Daran ändern die jüngst verhängten Sanktionen zwar zunächst nichts,
da Arzneimittel von den Strafmaßnahmen ausgenommen sind.
###
Dennoch ziehen sich viele Pharmafirmen als Reaktion auf Putins Angriffskrieg derzeit aus Russland zurück,
darunter auch der deutsche Konzern Bayer
###
"Bayer hat als Reaktion auf die russische Invasion in der Ukraine alle Ausgaben in Russland und Weißrussland eingestellt,
die nicht mit der Bereitstellung unverzichtbarer Produkte in den Bereichen Gesundheit und Landwirtschaft zusammenhängen."
Dazu zählten sämtliche Werbung sowie der Stopp von Investitionsprojekten.
###
Bei verpackten Medikamenten steht Deutschland sogar an erster Stelle.
Insgesamt importiert Russland jährlich Medikamente für mehrere Milliarden Euro.
Im Jahr 2019, also noch vor der Corona-Pandemie, machten diese Importe
allein ein Volumen von 10,2 Milliarden US-Dollar (9,2 Milliarden Euro) aus.
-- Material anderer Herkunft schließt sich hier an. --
//! Channel Membership Index: channel id → connection ids currently joined.

use std::collections::{BTreeMap, BTreeSet};

use super::value_object::{ChannelId, ConnectionId};

/// Live roster of every channel.
///
/// A channel exists in the index only while it has at least one member.
#[derive(Debug, Default, Clone)]
pub struct ChannelMembershipIndex {
    channels: BTreeMap<ChannelId, BTreeSet<ConnectionId>>,
}

impl ChannelMembershipIndex {
    pub fn new() -> Self {
        Self::default()
    }

    /// Add a connection to a channel, creating the channel if needed.
    ///
    /// Returns the resulting member count.
    pub fn join(&mut self, channel_id: ChannelId, connection_id: ConnectionId) -> usize {
        let members = self.channels.entry(channel_id).or_default();
        members.insert(connection_id);
        members.len()
    }

    /// Remove a connection from a channel, dropping the channel once empty.
    ///
    /// Returns the resulting member count (0 if the channel no longer exists).
    pub fn leave(&mut self, channel_id: &ChannelId, connection_id: &ConnectionId) -> usize {
        let Some(members) = self.channels.get_mut(channel_id) else {
            return 0;
        };
        members.remove(connection_id);
        let remaining = members.len();
        if remaining == 0 {
            self.channels.remove(channel_id);
        }
        remaining
    }

    /// Members of a channel (empty for unknown channels).
    pub fn members_of(&self, channel_id: &ChannelId) -> BTreeSet<ConnectionId> {
        self.channels.get(channel_id).cloned().unwrap_or_default()
    }

    pub fn is_member(&self, channel_id: &ChannelId, connection_id: &ConnectionId) -> bool {
        self.channels
            .get(channel_id)
            .is_some_and(|members| members.contains(connection_id))
    }

    pub fn channel_count(&self) -> usize {
        self.channels.len()
    }

    pub fn member_count(&self, channel_id: &ChannelId) -> usize {
        self.channels.get(channel_id).map_or(0, BTreeSet::len)
    }

    pub fn iter(&self) -> impl Iterator<Item = (&ChannelId, &BTreeSet<ConnectionId>)> {
        self.channels.iter()
    }
}

#[cfg(test)]
mod tests {
    use super::*;

    fn ch(id: &str) -> ChannelId {
        ChannelId::new(id.to_string()).unwrap()
    }

    fn conn(id: &str) -> ConnectionId {
        ConnectionId::new(id.to_string()).unwrap()
    }

    #[test]
    fn test_join_creates_channel_and_counts_members() {
        // テスト項目: 初回 join でチャンネルが作成され、メンバー数が返される
        // given (前提条件):
        let mut index = ChannelMembershipIndex::new();

        // when (操作):
        let first = index.join(ch("general"), conn("c1"));
        let second = index.join(ch("general"), conn("c2"));
        let duplicate = index.join(ch("general"), conn("c2"));

        // then (期待する結果):
        assert_eq!(first, 1);
        assert_eq!(second, 2);
        assert_eq!(duplicate, 2);
        assert_eq!(index.channel_count(), 1);
        assert_eq!(index.member_count(&ch("general")), 2);
    }

    #[test]
    fn test_leave_removes_empty_channel() {
        // テスト項目: 最後のメンバーが抜けるとチャンネル自体が削除される
        // given (前提条件):
        let mut index = ChannelMembershipIndex::new();
        index.join(ch("k"), conn("c1"));
        index.join(ch("k"), conn("c2"));

        // when (操作):
        let after_first = index.leave(&ch("k"), &conn("c1"));
        let after_second = index.leave(&ch("k"), &conn("c2"));

        // then (期待する結果):
        assert_eq!(after_first, 1);
        assert_eq!(after_second, 0);
        assert_eq!(index.channel_count(), 0);
        assert!(index.members_of(&ch("k")).is_empty());
    }

    #[test]
    fn test_leave_unknown_channel_returns_zero() {
        // テスト項目: 存在しないチャンネルからの leave は 0 を返す
        // given (前提条件):
        let mut index = ChannelMembershipIndex::new();

        // when (操作):
        let remaining = index.leave(&ch("nowhere"), &conn("c1"));

        // then (期待する結果):
        assert_eq!(remaining, 0);
        assert_eq!(index.channel_count(), 0);
    }

    #[test]
    fn test_leave_by_non_member_keeps_channel() {
        // テスト項目: メンバーでない接続の leave はチャンネルに影響しない
        // given (前提条件):
        let mut index = ChannelMembershipIndex::new();
        index.join(ch("k"), conn("c1"));

        // when (操作):
        let remaining = index.leave(&ch("k"), &conn("c2"));

        // then (期待する結果):
        assert_eq!(remaining, 1);
        assert!(index.is_member(&ch("k"), &conn("c1")));
    }

    #[test]
    fn test_members_of_unknown_channel_is_empty() {
        // テスト項目: 未知のチャンネルのメンバーは空集合
        // given (前提条件):
        let index = ChannelMembershipIndex::new();

        // then (期待する結果):
        assert!(index.members_of(&ch("unknown")).is_empty());
        assert_eq!(index.member_count(&ch("unknown")), 0);
    }
}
Das trifft die deutsche Wirtschaft ebenfalls ...

Es ist kompliziert ...

Bleibt gesund
Beate
Titel: Re: Wirtschaftliche Auswirkungen
Beitrag von: Maja am 21.03.22, 12:18
genau deshalb stimmt die Aussage,
dass es bei Krieg KEINE Gewinner gibt  .
Hier ist schon die Auswirkung festzustellen, dass die HeimArbeiter Kurzarbeit haben, bzw Überstunden abbauen müssen. Sie stellen Kleinteile für Autoproduktion her. Trifft es Frauen die eh schon gering bezahlt werden. Das ganze hat einen Rattenschwanz. Alles hängt mit allem zusammen und was soll da ein Krieg, der einzig und allein aus Machtgehabe und Stolz begonnen wurde.
Titel: Re: Wirtschaftliche Auswirkungen
Beitrag von: Steinbock am 22.03.22, 08:25
genau deshalb stimmt die Aussage,
dass es bei Krieg KEINE Gewinner gibt  .

Doch Maja, es gibt schon Gewinner. Die Rüstungsindustrie, die Mineralölkonzerne,
die Spekulanten, die Menschenhändler, .... usw.
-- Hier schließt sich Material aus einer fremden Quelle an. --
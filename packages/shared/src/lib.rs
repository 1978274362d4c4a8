//! Utilities shared by the relay server and the relay client.

pub mod logger;
pub mod time;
Vermutlich meinst Du, dass keine Nation im Krieg gewinnt, sondern alle irgendwelche
Verluste und Nachteile zu verkraften haben.
Titel: Re: Wirtschaftliche Auswirkungen
Beitrag von: Beate Mahr am 24.03.22, 11:27
Hallo

bin mal gespannt ob die EU bzw. Deutschland Eier in der Hose hat

Gas nur gegen Rubel ...  (https://www.tagesschau.de/wirtschaft/weltwirtschaft/gaslieferungen-russland-rubel-101.html)

Zitat

Russland will Zahlungen für Gasexporte künftig nur noch in der eigenen Währung erlauben.
Allein die Ankündigung lässt den Rubel steigen.
Experten befürchten nun eine Eskalation im "Wirtschaftskrieg".

Das ist ganz klar ein Vertragsbruch ... weil der ist in $ und € ...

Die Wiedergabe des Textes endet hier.